The Truth About Underemployment


First Job

Underemployment in the first job means less income off-the-bat, and probably greater difficulty beginning to make those student loan payments. It also has a lasting effect. According to a recent report from Strada’s Institute for the Future of Work, 2/3 of underemployed graduates remain underemployed five years later, and half remain underemployed a decade later. So today’s students no longer buy that tired college line that “we prepare you for your fifth job, not your first job.” They know that if they don’t get a good first job, they’re probably not going to get a good fifth job.

As a result, today’s students are laser-focused on getting a good first job in a growing sector of the economy. Many are adjusting by selecting seemingly pre-professional majors like business – and fleeing the liberal arts and humanities in record numbers.
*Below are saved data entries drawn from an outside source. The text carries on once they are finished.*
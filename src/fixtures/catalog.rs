//! Catalog Fixtures

use serde::Deserialize;

use crate::products::NewProduct;

/// Wrapper for catalog products in YAML
#[derive(Debug, Deserialize)]
pub struct CatalogFixture {
    /// Products, oldest first
    pub products: Vec<NewProduct>,
}
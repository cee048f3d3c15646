//! LZ4 block-format codec with selectable safety backends.
//!
//! This crate compresses and decompresses single raw LZ4 blocks — no frame
//! headers, no checksums, no block framing — over caller-supplied buffers.
//! Three interchangeable backends honor one contract:
//!
//! - **checked**: every source read and destination write is validated
//!   before it happens;
//! - **fast**: bounds are established once per sequence, copies then run
//!   unchecked within the validated regions;
//! - **native** (feature `native`): the reference C implementation via
//!   `lz4-sys`.
//!
//! Whichever backend a caller picks, decoding never reads before the start
//! of the input, never follows a back-reference before the start of the
//! output, and never writes past the declared destination capacity —
//! corrupted or adversarial input comes back as a typed [`Lz4Error`], never
//! as memory corruption or a panic.
//!
//! ```
//! use lz4_block::backend::{fastest_instance, safe_instance};
//!
//! let codec = fastest_instance();
//! let input = b"an example payload, an example payload";
//! let mut compressed = vec![0u8; codec.max_compressed_len(input.len())];
//! let n = codec.compress(input, &mut compressed).unwrap();
//!
//! let mut out = vec![0u8; input.len()];
//! let m = safe_instance()
//!     .decompress_known_size(&compressed[..n], &mut out)
//!     .unwrap();
//! assert_eq!(&out[..m], input);
//! ```

pub mod backend;
pub mod block;
pub mod error;

pub use backend::{
    fastest_instance, fastest_managed_instance, native_instance, safe_instance,
    unchecked_instance, BlockCodec,
};
pub use block::{compress, compress_bound, decompress, decompress_known_size, max_compressed_len};
pub use error::Lz4Error;
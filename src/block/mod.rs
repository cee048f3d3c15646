//! LZ4 block compression and decompression.
//!
//! The block format engine: format model, encoder, and the two managed
//! decoder profiles.  The foreign-delegating variant lives in
//! `backend::native`.

pub mod compress;
pub mod decompress;
pub mod decompress_fast;
pub mod format;

// Re-export the most important public API items at the module level.
pub use compress::{compress, max_compressed_len};
pub use decompress::{decompress, decompress_known_size};
pub use format::{compress_bound, MAX_DISTANCE, MAX_INPUT_SIZE, MIN_MATCH};
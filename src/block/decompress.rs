//! Checked LZ4 block decompression.
//!
//! # Security boundary
//!
//! This is the fully bounds-checked decode path: every read from the source
//! and every write to the destination is validated against the declared
//! region before the access happens.  Malformed, truncated, or adversarial
//! input must come back as a typed [`Lz4Error`] — never a panic, never a
//! write outside `dst`.
//!
//! The whole module is safe Rust; the compiler-enforced slice bounds are the
//! second line of defence behind the explicit checks.

use crate::block::format::{read_ext_length, read_le16, MIN_MATCH, ML_MASK};
use crate::error::Lz4Error;

/// Decompress a full LZ4 block into `dst`, which is treated as a capacity.
///
/// Returns the number of bytes written.  Bytes of `dst` beyond the returned
/// count are never touched.
pub fn decompress(src: &[u8], dst: &mut [u8]) -> Result<usize, Lz4Error> {
    decode(src, dst, false)
}

/// Decompress a block whose exact decompressed size is already known.
///
/// `dst.len()` must equal that size; a block that decodes to anything else
/// is reported as malformed.  This is the entry point exercised hardest by
/// the corruption tests, since a hostile block can claim any size it likes.
pub fn decompress_known_size(src: &[u8], dst: &mut [u8]) -> Result<usize, Lz4Error> {
    decode(src, dst, true)
}

/// Shared decode loop for both entry points.
///
/// `exact` selects known-size mode: the block must fill `dst` exactly.
fn decode(src: &[u8], dst: &mut [u8], exact: bool) -> Result<usize, Lz4Error> {
    let mut ip: usize = 0; // source cursor
    let mut op: usize = 0; // destination cursor

    if src.is_empty() {
        // A block always contains at least one token.
        return Err(Lz4Error::SourceExhausted);
    }

    loop {
        // 1. Token.
        let token = *src.get(ip).ok_or(Lz4Error::SourceExhausted)?;
        ip += 1;

        // 2. Literal length, with extension when the nibble saturates.
        let mut literal_len = (token >> 4) as usize;
        if literal_len == ML_MASK {
            literal_len = literal_len
                .checked_add(read_ext_length(src, &mut ip)?)
                .ok_or(Lz4Error::MalformedInput)?;
        }

        // 3. Literal run.
        let lit_src_end = ip
            .checked_add(literal_len)
            .ok_or(Lz4Error::MalformedInput)?;
        if lit_src_end > src.len() {
            return Err(Lz4Error::SourceExhausted);
        }
        let lit_dst_end = op
            .checked_add(literal_len)
            .ok_or(Lz4Error::DestinationTooSmall)?;
        if lit_dst_end > dst.len() {
            return Err(Lz4Error::DestinationTooSmall);
        }
        dst[op..lit_dst_end].copy_from_slice(&src[ip..lit_src_end]);
        ip = lit_src_end;
        op = lit_dst_end;

        // 4. A literal run that exhausts the source is the final sequence.
        if ip == src.len() {
            break;
        }

        // 5. Match offset: 2 bytes little-endian, 1..=65535, and never
        //    before the start of the output produced so far.
        if ip + 2 > src.len() {
            return Err(Lz4Error::SourceExhausted);
        }
        let offset = read_le16(src, ip) as usize;
        ip += 2;
        if offset == 0 || offset > op {
            return Err(Lz4Error::MalformedInput);
        }

        // 6. Match length, plus the fixed minimum-match bias.
        let mut match_len = (token as usize) & ML_MASK;
        if match_len == ML_MASK {
            match_len = match_len
                .checked_add(read_ext_length(src, &mut ip)?)
                .ok_or(Lz4Error::MalformedInput)?;
        }
        match_len += MIN_MATCH;

        let match_end = op
            .checked_add(match_len)
            .ok_or(Lz4Error::DestinationTooSmall)?;
        if match_end > dst.len() {
            return Err(Lz4Error::DestinationTooSmall);
        }

        // 7. Forward, position-by-position copy.  When offset < match_len
        //    the regions overlap and the match replicates its own output
        //    (offset 1 produces a run of one repeated byte), so a bulk
        //    memmove would be wrong here.
        let mut from = op - offset;
        while op < match_end {
            dst[op] = dst[from];
            op += 1;
            from += 1;
        }
    }

    if exact && op != dst.len() {
        // Known-size mode: the block claimed a different size than it holds.
        return Err(Lz4Error::MalformedInput);
    }
    Ok(op)
}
Others are double majoring, often choosing one professional or STEM major. College students are limited by a fundamental barrier: colleges and universities don’t do a good job of aligning academic programs and curricula with what employers want. Few faculty believe it’s their job to understand employer needs, let alone for entry-level positions. Many have never been employed in the private sector. Career services – higher education’s interface of choice to employers – is a separate office, divorced from academic programming and curriculum decision making.


Changes in Hiring


First Job

If colleges and universities chose to investigate, they’d find that technology has fundamentally changed hiring in two ways, particularly for entry-level jobs. First, as enterprises have digitized, digital skills now outnumber all other skills in entry-level job descriptions, across nearly every industry. Most entry-level positions now involve utilizing software or SaaS platforms to manage a business function – a business function that used to be paper-based. Second, because every job is posted online and generates hundreds of résumés, employers utilize keyword-based filters called Applicant Tracking Systems to determine which résumés are actually seen by a human. If you don’t have sufficient keyword density, you’re not visible. And without the digital skills employers are increasingly listing in their entry-level job descriptions, too many college graduates are invisible.

Getting a great first job usually requires digital technology skills. That could be coding – knowing Java or .NET is a great help for a wide range of entry-level positions. But more often it’s a SaaS platform that’s used to manage a business function like supply chain, sales, marketing, customer service, finance, IT, and HR. Candidates who are able to add keywords to their resume like Pardot (marketing), Marketo (digital marketing), Google Adwords (digital marketing), Tableau (data analytics and visualization), ZenDesk Plus (customer service), NetSuite (finance), Financial Force (finance), Workday (HR), and Salesforce are much more likely to be seen by a human hiring manager, and considered. According to Burning Glass, jobs demanding Salesforce experience have quadrupled in the past five years; in 2017, more than 300,000 open positions called for Salesforce skills.

In addition to these cross-sector SaaS platforms, every industry has its own SaaS platforms for specific functions. For example, insurance companies and third-party claims administrators have a range of SaaS options for claims processing. Many of these are increasingly likely to be included in job descriptions (as HR managers scramble to beef up job descriptions in the face of the resume deluge), so candidates who don’t name these platforms on their resumes are less visible to hiring managers.


Fast and Cheaper Alternatives


First Job

While few colleges and universities provide any relevant training on these software packages and SaaS platforms, there are a couple of ways to acquire these digital skills. One is to find an internship – preferably paid – where you’ll gain exposure to these platforms. If that doesn’t work, look for a bootcamp or Last-Mile Training program that provides immersive training in a short period of time. These Faster + Cheaper pathways to good first jobs can take a number of forms: bootcamps, income share programs, staffing, and apprenticeship models – many of which don’t charge tuition or require students to take out student loans, and some of which even guarantee great jobs in growing sectors of the economy like technology and healthcare.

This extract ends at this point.